How does one assess how sustainable one’s property, or property portfolio, is?  This is becoming an increasingly important question, particularly for organisations with large portfolios who want to demonstrate their “green” credentials to potential shareholders/investors.

GRESB, the Global Real Estate Sustainability Benchmark, is a measuring tool that is becoming popular.  I recently attended a presentation on GRESB given by Lizzie Batchelor, the Sustainability Manager of Savills (UK) Ltd.  I thought it would be helpful for others to learn about GRESB, and Lizzie has kindly contributed the following explanation.

About GRESB

The Global Real Estate Sustainability Benchmark has been running for 5 years. This is the only benchmark which fully examines sustainability-related issues specifically for the real estate sector. The survey has seen growing popularity, with 637 property companies submitting last year.
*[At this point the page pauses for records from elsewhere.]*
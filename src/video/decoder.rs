use std::io::Read;
use std::path::{Path, PathBuf};
use std::process::{Child, Command, Stdio};
use crate::core::{PlayerError, PlayerResult};
use crate::video::{VideoFrame, VideoInfo};

/// Sequential frame decoder with a repositionable cursor
pub trait FrameSource {
    fn info(&self) -> &VideoInfo;

    /// Decode the frame at the cursor and advance it. `None` at end of stream.
    fn read_frame(&mut self) -> PlayerResult<Option<VideoFrame>>;

    /// Index of the next frame `read_frame` will return
    fn position(&self) -> u64;

    fn seek(&mut self, frame: u64);

    /// Decode a single frame without moving the cursor
    fn preview(&mut self, frame: u64) -> PlayerResult<VideoFrame>;

    fn release(&mut self);

    fn is_released(&self) -> bool;

    /// Undo a release and put the cursor back on the first frame
    fn reopen(&mut self);
}

/// Decodes frames by piping raw RGB24 out of an ffmpeg child process.
///
/// The child is started lazily on the first read after opening or seeking, so a burst
/// of seeks only costs one process.
pub struct FfmpegFrameSource {
    video_path: PathBuf,
    ffmpeg: PathBuf,
    info: VideoInfo,
    stream: Option<Child>,
    cursor: u64,
    released: bool,
}

impl FfmpegFrameSource {
    pub fn open(video_path: &Path, ffmpeg: &Path, ffprobe: &Path) -> PlayerResult<Self> {
        if !video_path.is_file() {
            return Err(PlayerError::NotFound(video_path.to_path_buf()));
        }

        let info = VideoInfo::probe(ffprobe, video_path)?;
        log::info!("Opened {}", video_path.display());

        Ok(Self {
            video_path: video_path.to_path_buf(),
            ffmpeg: ffmpeg.to_path_buf(),
            info,
            stream: None,
            cursor: 0,
            released: false,
        })
    }

    fn start_time(&self, frame: u64) -> String {
        format!("{:.6}", self.info.position_ms(frame) / 1000.0)
    }

    fn start_stream(&self) -> PlayerResult<Child> {
        let mut cmd = Command::new(&self.ffmpeg);
        cmd.arg("-ss").arg(self.start_time(self.cursor))
            .arg("-i").arg(&self.video_path)
            .args([
                "-f", "rawvideo",
                "-pix_fmt", "rgb24",
                "-vsync", "passthrough", // one output frame per decoded frame
                "-an",
                "-v", "quiet",
                "-",
            ])
            .stdout(Stdio::piped())
            .stderr(Stdio::null())
            .stdin(Stdio::null());

        let child = cmd.spawn().map_err(|source| PlayerError::Spawn {
            program: self.ffmpeg.display().to_string(),
            source,
        })?;

        log::debug!("Decoder stream started at frame {} ({}s)", self.cursor, self.start_time(self.cursor));
        Ok(child)
    }

    fn stop_stream(&mut self) {
        if let Some(mut process) = self.stream.take() {
            let _ = process.kill();
            let _ = process.wait();
        }
    }
}

impl FrameSource for FfmpegFrameSource {
    fn info(&self) -> &VideoInfo {
        &self.info
    }

    fn read_frame(&mut self) -> PlayerResult<Option<VideoFrame>> {
        if self.released {
            return Ok(None);
        }

        if self.stream.is_none() {
            self.stream = Some(self.start_stream()?);
        }

        let frame_size = self.info.rgb24_frame_size();
        let cursor = self.cursor;
        let stdout = self.stream.as_mut()
            .and_then(|process| process.stdout.as_mut())
            .ok_or_else(|| PlayerError::Decode {
                frame: cursor,
                reason: "ffmpeg stdout not available".to_string(),
            })?;

        let Some(buf) = read_rgb24_frame(stdout, frame_size, cursor)? else {
            return Ok(None);
        };

        let frame = VideoFrame::from_rgb24(cursor, self.info.width, self.info.height, &buf)?;
        self.cursor += 1;
        Ok(Some(frame))
    }

    fn position(&self) -> u64 {
        self.cursor
    }

    fn seek(&mut self, frame: u64) {
        if self.released {
            return;
        }
        self.stop_stream();
        self.cursor = frame;
        log::debug!("Decode cursor moved to frame {}", frame);
    }

    fn preview(&mut self, frame: u64) -> PlayerResult<VideoFrame> {
        let output = Command::new(&self.ffmpeg)
            .arg("-ss").arg(self.start_time(frame))
            .arg("-i").arg(&self.video_path)
            .args([
                "-frames:v", "1",
                "-f", "rawvideo",
                "-pix_fmt", "rgb24",
                "-an",
                "-v", "quiet",
                "-",
            ])
            .output()
            .map_err(|source| PlayerError::Spawn {
                program: self.ffmpeg.display().to_string(),
                source,
            })?;

        if !output.status.success() {
            return Err(PlayerError::Decode {
                frame,
                reason: format!("ffmpeg exited with {}", output.status),
            });
        }

        VideoFrame::from_rgb24(frame, self.info.width, self.info.height, &output.stdout)
    }

    fn release(&mut self) {
        self.stop_stream();
        self.released = true;
        log::debug!("Released decoder for {}", self.video_path.display());
    }

    fn is_released(&self) -> bool {
        self.released
    }

    fn reopen(&mut self) {
        self.stop_stream();
        self.cursor = 0;
        self.released = false;
    }
}

/// Read one packed RGB24 frame. A clean EOF before the first byte is the end of the
/// stream, an EOF anywhere else is a truncated frame.
pub fn read_rgb24_frame<R: Read>(reader: &mut R, frame_size: usize, index: u64) -> PlayerResult<Option<Vec<u8>>> {
    let mut buf = vec![0u8; frame_size];
    let mut read = 0;

    while read < frame_size {
        match reader.read(&mut buf[read..]) {
            Ok(0) if read == 0 => {
                log::info!("Video stream ended at frame {}", index);
                return Ok(None);
            }
            Ok(0) => {
                log::error!("ffmpeg stream ended mid-frame ({}/{} bytes)", read, frame_size);
                return Err(PlayerError::Decode {
                    frame: index,
                    reason: format!("stream ended mid-frame (read {}/{} bytes)", read, frame_size),
                });
            }
            Ok(n) => read += n,
            Err(e) if e.kind() == std::io::ErrorKind::Interrupted => {}
            Err(e) => return Err(e.into()),
        }
    }

    Ok(Some(buf))
}

impl Drop for FfmpegFrameSource {
    fn drop(&mut self) {
        self.stop_stream();
    }
}
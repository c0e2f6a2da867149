#[cfg(test)]
mod tests {
    use crate::video::decoder::testing::FakeFrameSource;
    use crate::video::{TickOutcome, VideoPlayer};

    // 100 frames at 10 FPS with a 2 second seek step, so one seek is 20 frames
    fn create_test_player() -> VideoPlayer {
        VideoPlayer::new(Box::new(FakeFrameSource::new(100, 10.0)), 2.0)
    }

    fn advance(player: &mut VideoPlayer, frames: usize) {
        for _ in 0..frames {
            assert_eq!(player.tick(), TickOutcome::Frame);
        }
    }

    #[test]
    fn test_starts_paused() {
        let mut player = create_test_player();
        assert!(!player.is_playing());
        assert_eq!(player.play_button_label(), "Play");
        assert_eq!(player.progress(), 0.0);
        assert_eq!(player.tick(), TickOutcome::Idle);
        assert!(player.current_frame().is_none());
    }

    #[test]
    fn test_toggle_play_pause() {
        let mut player = create_test_player();

        player.toggle_play_pause();
        assert!(player.is_playing());
        assert_eq!(player.play_button_label(), "Pause");

        player.toggle_play_pause();
        assert!(!player.is_playing());
        assert_eq!(player.play_button_label(), "Play");

        // Pausing twice is harmless
        player.pause();
        assert!(!player.is_playing());
    }

    #[test]
    fn test_tick_decodes_sequentially() {
        let mut player = create_test_player();
        player.play();

        advance(&mut player, 3);
        assert_eq!(player.current_frame().map(|f| f.index), Some(2));
        assert_eq!(player.progress(), 3.0);
        assert!((player.position_secs() - 0.3).abs() < 1e-9);
    }

    #[test]
    fn test_new_frame_is_handed_out_once() {
        let mut player = create_test_player();
        player.play();
        player.tick();

        assert_eq!(player.take_new_frame().map(|f| f.index), Some(0));
        assert!(player.take_new_frame().is_none());
        // Still available for redraws
        assert!(player.current_frame().is_some());
    }

    #[test]
    fn test_paused_player_does_not_decode() {
        let mut player = create_test_player();
        player.play();
        advance(&mut player, 5);
        player.pause();

        assert_eq!(player.tick(), TickOutcome::Idle);
        assert_eq!(player.current_frame().map(|f| f.index), Some(4));
    }

    #[test]
    fn test_end_of_stream_stops_playback() {
        let mut player = create_test_player();
        player.play();
        advance(&mut player, 100);
        assert_eq!(player.progress(), 100.0);

        assert_eq!(player.tick(), TickOutcome::EndOfStream);
        assert!(!player.is_playing());
        assert_eq!(player.play_button_label(), "Play");
    }

    #[test]
    fn test_play_after_end_restarts() {
        let mut player = create_test_player();
        player.play();
        advance(&mut player, 100);
        player.tick();

        player.play();
        assert!(player.is_playing());
        assert_eq!(player.progress(), 0.0);
        assert_eq!(player.tick(), TickOutcome::Frame);
        assert_eq!(player.current_frame().map(|f| f.index), Some(0));
    }

    #[test]
    fn test_seek_ignored_after_release() {
        let mut player = create_test_player();
        player.play();
        advance(&mut player, 100);
        player.tick();

        player.seek_backward();
        assert_eq!(player.progress(), 100.0);
        assert!(!player.is_playing());
    }

    #[test]
    fn test_seek_forward_while_playing() {
        let mut player = create_test_player();
        player.play();
        advance(&mut player, 1);
        player.take_new_frame();

        player.seek_forward();
        assert_eq!(player.progress(), 21.0);
        // Playing seeks wait for the next tick instead of previewing
        assert!(player.take_new_frame().is_none());

        player.tick();
        assert_eq!(player.current_frame().map(|f| f.index), Some(21));
    }

    #[test]
    fn test_seek_forward_past_end_is_ignored() {
        let mut player = create_test_player();
        player.play();
        advance(&mut player, 80);

        // 80 + 20 lands exactly on the frame count
        player.seek_forward();
        assert_eq!(player.progress(), 80.0);

        player.tick();
        assert_eq!(player.current_frame().map(|f| f.index), Some(80));
    }

    #[test]
    fn test_seek_backward_clamps_to_start() {
        let mut player = create_test_player();
        player.play();
        advance(&mut player, 30);

        player.seek_backward();
        assert_eq!(player.progress(), 10.0);

        player.seek_backward();
        assert_eq!(player.progress(), 0.0);
        player.tick();
        assert_eq!(player.current_frame().map(|f| f.index), Some(0));
    }

    #[test]
    fn test_paused_seek_shows_preview() {
        let mut player = create_test_player();

        player.seek_forward();
        assert!(!player.is_playing());
        assert_eq!(player.take_new_frame().map(|f| f.index), Some(20));

        // The preview does not consume the frame
        player.play();
        player.tick();
        assert_eq!(player.current_frame().map(|f| f.index), Some(20));
    }

    #[test]
    fn test_unknown_frame_count() {
        let mut player = VideoPlayer::new(Box::new(FakeFrameSource::new(0, 25.0)), 10.0);
        assert_eq!(player.frame_count(), 0);

        player.seek_forward();
        assert_eq!(player.progress(), 0.0);
        assert!(player.current_frame().is_none());
    }

    #[test]
    fn test_decode_failure_stops_playback() {
        let mut source = FakeFrameSource::new(100, 10.0);
        source.fail_at = Some(3);
        let mut player = VideoPlayer::new(Box::new(source), 2.0);
        player.play();
        advance(&mut player, 3);

        match player.tick() {
            TickOutcome::Failed(reason) => assert!(reason.contains("frame 3")),
            other => panic!("Unexpected outcome: {:?}", other),
        }
        assert!(!player.is_playing());
    }

    #[test]
    fn test_info_accessors() {
        let player = create_test_player();
        assert_eq!(player.frame_count(), 100);
        assert_eq!(player.duration_secs(), 10.0);
        assert_eq!(player.seek_amount(), 2.0);
        assert_eq!(player.info().fps, 10.0);
    }
}
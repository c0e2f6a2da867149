use eframe::egui;
use crate::video::VideoPlayer;

const PROGRESS_BAR_WIDTH: f32 = 300.0;

pub fn show_progress(ui: &mut egui::Ui, player: &VideoPlayer, show_readout: bool) {
    ui.vertical_centered(|ui| {
        ui.add_space(10.0);
        ui.add(
            egui::ProgressBar::new(player.progress() / 100.0)
                .desired_width(PROGRESS_BAR_WIDTH),
        );
        if show_readout {
            ui.label(format_readout(player.position_secs(), player.duration_secs(), player.progress()));
        }
        ui.add_space(10.0);
    });
}

pub fn format_readout(position: f64, duration: f64, progress: f32) -> String {
    format!("{} / {} ({:.1}%)", format_time(position), format_time(duration), progress)
}

pub fn format_time(seconds: f64) -> String {
    let total = seconds.max(0.0) as u64;
    format!("{:02}:{:02}", total / 60, total % 60)
}
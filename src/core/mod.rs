pub mod config;
pub mod error;


pub use config::*;
pub use error::*;
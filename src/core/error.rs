use std::path::PathBuf;
use thiserror::Error;

#[derive(Debug, Error)]
pub enum PlayerError {
    #[error("Video file not found.")]
    NotFound(PathBuf),

    #[error("ffprobe failed for {path}: {reason}")]
    Probe { path: PathBuf, reason: String },

    #[error("decode failed at frame {frame}: {reason}")]
    Decode { frame: u64, reason: String },

    #[error("failed to start {program}: {source}")]
    Spawn {
        program: String,
        #[source]
        source: std::io::Error,
    },

    #[error("unexpected frame size: {actual} bytes (expected {expected})")]
    FrameSize { expected: usize, actual: usize },

    #[error(transparent)]
    Io(#[from] std::io::Error),

    #[error(transparent)]
    Json(#[from] serde_json::Error),
}

pub type PlayerResult<T> = Result<T, PlayerError>;
use std::path::Path;
use crate::core::{AppConfig, PlayerResult};
use crate::video::{FfmpegFrameSource, FrameSource, VideoFrame, VideoInfo};

/// What a playback tick did
#[derive(Debug, Clone, PartialEq)]
pub enum TickOutcome {
    /// Not playing, nothing decoded
    Idle,
    /// A new frame is ready for the canvas
    Frame,
    /// The stream ran out and playback stopped
    EndOfStream,
    /// Decoding failed and playback stopped
    Failed(String),
}

pub struct VideoPlayer {
    source: Box<dyn FrameSource>,
    is_playing: bool,
    seek_amount: f64,
    current_frame: Option<VideoFrame>,
    has_new_frame: bool,
    progress: f32,
}

impl VideoPlayer {
    pub fn new(source: Box<dyn FrameSource>, seek_amount: f64) -> Self {
        Self {
            source,
            is_playing: false,
            seek_amount,
            current_frame: None,
            has_new_frame: false,
            progress: 0.0,
        }
    }

    /// Open a file with the ffmpeg tools named in the config
    pub fn open(video_path: &Path, config: &AppConfig) -> PlayerResult<Self> {
        let source = FfmpegFrameSource::open(
            video_path,
            &config.ffmpeg_program(),
            &config.ffprobe_program(),
        )?;
        Ok(Self::new(Box::new(source), config.seek_amount_secs as f64))
    }

    pub fn toggle_play_pause(&mut self) {
        if self.is_playing {
            self.pause();
        } else {
            self.play();
        }
    }

    pub fn play(&mut self) {
        if self.is_playing {
            return;
        }
        if self.source.is_released() {
            self.rewind();
        }
        self.is_playing = true;
        log::info!("Playback started at frame {}", self.source.position());
    }

    pub fn pause(&mut self) {
        if self.is_playing {
            self.is_playing = false;
            log::info!("Playback paused at frame {}", self.source.position());
        }
    }

    /// Decode and publish the next frame while playing
    pub fn tick(&mut self) -> TickOutcome {
        if !self.is_playing {
            return TickOutcome::Idle;
        }

        match self.source.read_frame() {
            Ok(Some(frame)) => {
                self.show_frame(frame);
                self.update_progress();
                TickOutcome::Frame
            }
            Ok(None) => {
                self.stop_at_end();
                TickOutcome::EndOfStream
            }
            Err(e) => {
                log::error!("Failed to decode frame: {}", e);
                self.stop_at_end();
                TickOutcome::Failed(e.to_string())
            }
        }
    }

    pub fn seek_forward(&mut self) {
        let info = self.source.info();
        let frame_count = info.frame_count;
        let target = self.source.position() + (self.seek_amount * info.fps) as u64;

        if target < frame_count {
            self.seek_to(target);
        } else {
            log::debug!("Seek forward to frame {} ignored, stream has {} frames", target, frame_count);
        }
    }

    pub fn seek_backward(&mut self) {
        let info = self.source.info();
        let current_ms = info.position_ms(self.source.position());
        let target_ms = (current_ms - self.seek_amount * 1000.0).max(0.0);
        let target = info.frame_at_ms(target_ms);
        self.seek_to(target);
    }

    fn seek_to(&mut self, frame: u64) {
        if self.source.is_released() {
            return;
        }
        self.source.seek(frame);
        self.update_progress();

        // Playback picks the new position up on the next tick; when paused show where we landed
        if !self.is_playing {
            match self.source.preview(frame) {
                Ok(preview) => self.show_frame(preview),
                Err(e) => log::warn!("Failed to preview frame {}: {}", frame, e),
            }
        }
    }

    fn rewind(&mut self) {
        log::debug!("Reopening released stream from the start");
        self.source.reopen();
        self.progress = 0.0;
    }

    fn stop_at_end(&mut self) {
        self.is_playing = false;
        self.source.release();
    }

    fn show_frame(&mut self, frame: VideoFrame) {
        self.current_frame = Some(frame);
        self.has_new_frame = true;
    }

    fn update_progress(&mut self) {
        let total = self.source.info().frame_count;
        if total > 0 {
            self.progress = (self.source.position() as f64 * 100.0 / total as f64) as f32;
        }
    }

    /// The latest frame, if it has not been handed out yet
    pub fn take_new_frame(&mut self) -> Option<&VideoFrame> {
        if self.has_new_frame {
            self.has_new_frame = false;
            self.current_frame.as_ref()
        } else {
            None
        }
    }

    #[cfg(test)]
    pub fn current_frame(&self) -> Option<&VideoFrame> {
        self.current_frame.as_ref()
    }

    pub fn is_playing(&self) -> bool {
        self.is_playing
    }

    pub fn play_button_label(&self) -> &'static str {
        if self.is_playing { "Pause" } else { "Play" }
    }

    /// Percentage of the stream decoded so far, 0 to 100
    pub fn progress(&self) -> f32 {
        self.progress
    }

    pub fn position_secs(&self) -> f64 {
        self.source.info().position_ms(self.source.position()) / 1000.0
    }

    pub fn duration_secs(&self) -> f64 {
        self.source.info().duration
    }

    #[cfg(test)]
    pub fn frame_count(&self) -> u64 {
        self.source.info().frame_count
    }

    pub fn info(&self) -> &VideoInfo {
        self.source.info()
    }

    pub fn seek_amount(&self) -> f64 {
        self.seek_amount
    }
}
The GRESB Survey runs each year from 1 April to 30 June.  The questions cover seven aspects, with the highest weighting falling under “Performance Indicators” and “Stakeholder Engagement” sections. The highest ranking organisations or funds will achieve “Green Stars”.  Last year approximately a third of organisations obtained this status.

Why organisations are choosing GRESB

● Transparent performance metrics

● It is a well-regarded portfolio benchmark, providing assurance to investors, shareholders and other stakeholders.

● Scope to improve PR recognition on sustainability.

● Improving a score may lead to a fall in the operational costs of a property or portfolio.

● Creates a clear focus, helping to engender continuous improvement for the organisation.

This is only a brief introduction, so that you recognise the abbreviation when you see it.  You can find more information about GRESB at www.gresb.com.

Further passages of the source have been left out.